Task requirements:
Your output should be the lines from the start of the data through the line containing "containing expense records", exactly and nothing more.

○ ○ ○ ○ ○

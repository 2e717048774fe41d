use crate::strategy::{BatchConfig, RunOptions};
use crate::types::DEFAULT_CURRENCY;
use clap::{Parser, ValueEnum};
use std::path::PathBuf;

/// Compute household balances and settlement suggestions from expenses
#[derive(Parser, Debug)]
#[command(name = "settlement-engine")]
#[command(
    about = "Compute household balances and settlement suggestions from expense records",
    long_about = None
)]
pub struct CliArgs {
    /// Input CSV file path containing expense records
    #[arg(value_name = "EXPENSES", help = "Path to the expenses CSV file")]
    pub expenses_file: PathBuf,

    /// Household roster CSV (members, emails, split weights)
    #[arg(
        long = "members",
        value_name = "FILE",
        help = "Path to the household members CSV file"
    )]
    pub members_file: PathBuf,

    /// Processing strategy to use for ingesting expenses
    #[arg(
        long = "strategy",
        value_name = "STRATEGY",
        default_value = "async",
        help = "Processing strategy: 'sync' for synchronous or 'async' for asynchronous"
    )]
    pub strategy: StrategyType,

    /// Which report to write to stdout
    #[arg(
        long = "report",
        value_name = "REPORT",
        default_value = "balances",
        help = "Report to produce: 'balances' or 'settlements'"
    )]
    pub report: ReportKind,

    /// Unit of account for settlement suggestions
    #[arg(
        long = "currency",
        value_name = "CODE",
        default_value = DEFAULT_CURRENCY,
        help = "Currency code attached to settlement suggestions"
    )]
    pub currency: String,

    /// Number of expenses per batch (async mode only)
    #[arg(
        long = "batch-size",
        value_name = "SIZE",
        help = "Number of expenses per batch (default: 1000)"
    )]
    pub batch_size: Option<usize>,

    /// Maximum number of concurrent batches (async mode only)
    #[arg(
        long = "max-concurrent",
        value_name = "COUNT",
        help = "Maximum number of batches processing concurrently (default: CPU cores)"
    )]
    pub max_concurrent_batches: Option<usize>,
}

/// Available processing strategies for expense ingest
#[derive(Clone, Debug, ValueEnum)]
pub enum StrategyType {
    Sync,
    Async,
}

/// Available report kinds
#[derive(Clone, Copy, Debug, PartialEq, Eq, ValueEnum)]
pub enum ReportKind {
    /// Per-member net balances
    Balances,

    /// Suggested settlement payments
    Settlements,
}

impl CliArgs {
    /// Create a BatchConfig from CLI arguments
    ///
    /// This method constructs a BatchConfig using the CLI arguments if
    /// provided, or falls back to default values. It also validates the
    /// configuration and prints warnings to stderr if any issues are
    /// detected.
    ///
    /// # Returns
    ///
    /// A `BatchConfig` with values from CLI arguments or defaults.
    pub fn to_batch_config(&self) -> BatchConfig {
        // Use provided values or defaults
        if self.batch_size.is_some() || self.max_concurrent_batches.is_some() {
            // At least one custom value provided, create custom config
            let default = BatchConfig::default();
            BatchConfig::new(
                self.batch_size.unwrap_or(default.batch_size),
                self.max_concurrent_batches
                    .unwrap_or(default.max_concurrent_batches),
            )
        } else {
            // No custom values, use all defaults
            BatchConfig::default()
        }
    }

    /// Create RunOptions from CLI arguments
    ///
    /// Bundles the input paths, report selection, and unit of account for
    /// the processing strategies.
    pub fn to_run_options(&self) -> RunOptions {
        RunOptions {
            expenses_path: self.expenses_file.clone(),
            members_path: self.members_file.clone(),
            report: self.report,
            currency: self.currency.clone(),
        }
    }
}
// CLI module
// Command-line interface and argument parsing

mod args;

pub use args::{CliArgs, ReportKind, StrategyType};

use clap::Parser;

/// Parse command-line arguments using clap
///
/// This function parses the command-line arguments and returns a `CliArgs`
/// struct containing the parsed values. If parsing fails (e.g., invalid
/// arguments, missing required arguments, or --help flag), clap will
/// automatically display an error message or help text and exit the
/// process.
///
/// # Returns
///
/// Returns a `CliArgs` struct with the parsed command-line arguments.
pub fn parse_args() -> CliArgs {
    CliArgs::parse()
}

○ ○ ○ ○ ○

Exercise solution:
repository 2e717048774fe41d
use crate::strategy::{BatchConfig, RunOptions};
use crate::types::DEFAULT_CURRENCY;
use clap::{Parser, ValueEnum};
use std::path::PathBuf;

/// Compute household balances and settlement suggestions from expenses
#[derive(Parser, Debug)]
#[command(name = "settlement-engine")]
#[command(
    about = "Compute household balances and settlement suggestions from expense records",
    long_about = None
)]
pub struct CliArgs {
    /// Input CSV file path containing expense records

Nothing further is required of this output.